As I launched my college career, I sought to define myself, to make my own decisions, to explore different people and to experience foreign ideas. I had the gall to date an improvident boy whose father had declared bankruptcy and the audacity to pledge a sorority other than Tri-Delta. What I called divergent value systems, Mother called spite; to what I considered to be independence, she gave the name BETRAYAL. Soon the buckles and straps which had held us intact dissolved entirely, and threats to be expelled from THE WILL were legitimated and surmounted only by the roaring silences which ensued.

I went to France my junior year. Somehow the strength and stature of Paris rendered me passive, awestruck. Rather than try to buck the flow of life and manipulate the course of events, I let the city speak to me. For the first time in my life, I, solitary, sat down to watch, to listen. Paris taught me not only about Picasso, surrealism, and good red wine, but also about family, about future. I realized that I admired and appreciated my mother and that perhaps it was possible for me to follow the parental prescription and go directly to law school without sacrificing the identity I had worked so hard to create.

When my family came to visit me, I got to be the master, the tour guide, the provider. I showed them my city, my methods of survival, introduced them to my successes and my failures. As Mother was boarding the plane back to Memphis, she turned to me and said, “Your grandmother called me the other day to wish me a Happy Birthday. For the first time in forty-four years she told me that she loved me and that she was proud of me. I want you to know before you turn forty-four that I love you, and I am proud of you.”

The fighting is over for now; we gave up…or grew up. We are trying to exist in tandem.

I returned to the States this year inspired and empowered, ready to engage and invest once again. I know now that my desires can concur with the wishes of my mother without being dictated or dominated by them. I can get a law degree that will not float in the shadow of hers and continue doing what I have always done—cheer for the underdog. From rescuing sand fleas stranded on the beach, to insisting that my best friend in the seventh grade, caught in the crossfire of a custody battle, live with me, to defending gays in my hometown, to standing up to my college roommate’s abusive boyfriend, to expressing outrage at the guardian ad litem reports filed by my mother, I have always been an activist. I love to fight for the powerless, for those who choose the paths of most resistance.

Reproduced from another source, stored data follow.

/// Implements `as_str`, `Display`, and `FromStr` for a fieldless enum whose
/// serialized names are listed alongside each variant.
macro_rules! labeled_enum {
    ($name:ident, $kind:literal, { $($variant:ident => $text:literal),+ $(,)? }) => {
        impl $name {
            pub const ALL: &'static [$name] = &[$($name::$variant),+];

            pub fn as_str(&self) -> &'static str {
                match self {
                    $($name::$variant => $text),+
                }
            }
        }

        impl std::fmt::Display for $name {
            fn fmt(&self, f: &mut std::fmt::Formatter<'_>) -> std::fmt::Result {
                f.write_str(self.as_str())
            }
        }

        impl std::str::FromStr for $name {
            type Err = $crate::prelude::CoreError;

            fn from_str(value: &str) -> Result<Self, Self::Err> {
                let normalized = value.trim().to_ascii_lowercase();
                match normalized.as_str() {
                    $($text => Ok($name::$variant),)+
                    _ => Err($crate::prelude::CoreError::UnknownVariant {
                        kind: $kind,
                        value: value.to_string(),
                    }),
                }
            }
        }
    };
}

pub mod camera;
pub mod health;
pub mod incident;
pub mod user;

pub use camera::{Camera, CameraDraft, CameraStatus, DetectionModel};
pub use health::{DashboardStats, SystemHealth};
pub use incident::{Alert, Incident, IncidentStatus, Severity};
pub use user::{Role, User, UserInvite, UserStatus};
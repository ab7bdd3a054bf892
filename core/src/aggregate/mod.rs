pub mod stats;

pub use stats::{compute_dashboard_stats, incidents_on_day, CameraBreakdown};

I also love implicit moral rules. I remember once in high school after losing to a particularly inhumane soccer team, I was quoted in the newspaper as exclaiming in defense of my own team, “We prefer to play ethical soccer.” Similarly, I would like to play ethical law, to have a role in cracking the media-thirsty and money-hungry lawyer stereotype. I like to play rough, to dance on the edge, but I do not lose quietly to cheaters. I would like to have the freedom to be an activist, a defender, of something other than my decision to attend law school!

I am intelligent and intense, obstinate and obsessed, strong and self-sufficient. I want the power to reach out and help change the lives of others and to expose truths rather than employ tricks. Why do I want to go to law school?

Not because my mother told me to.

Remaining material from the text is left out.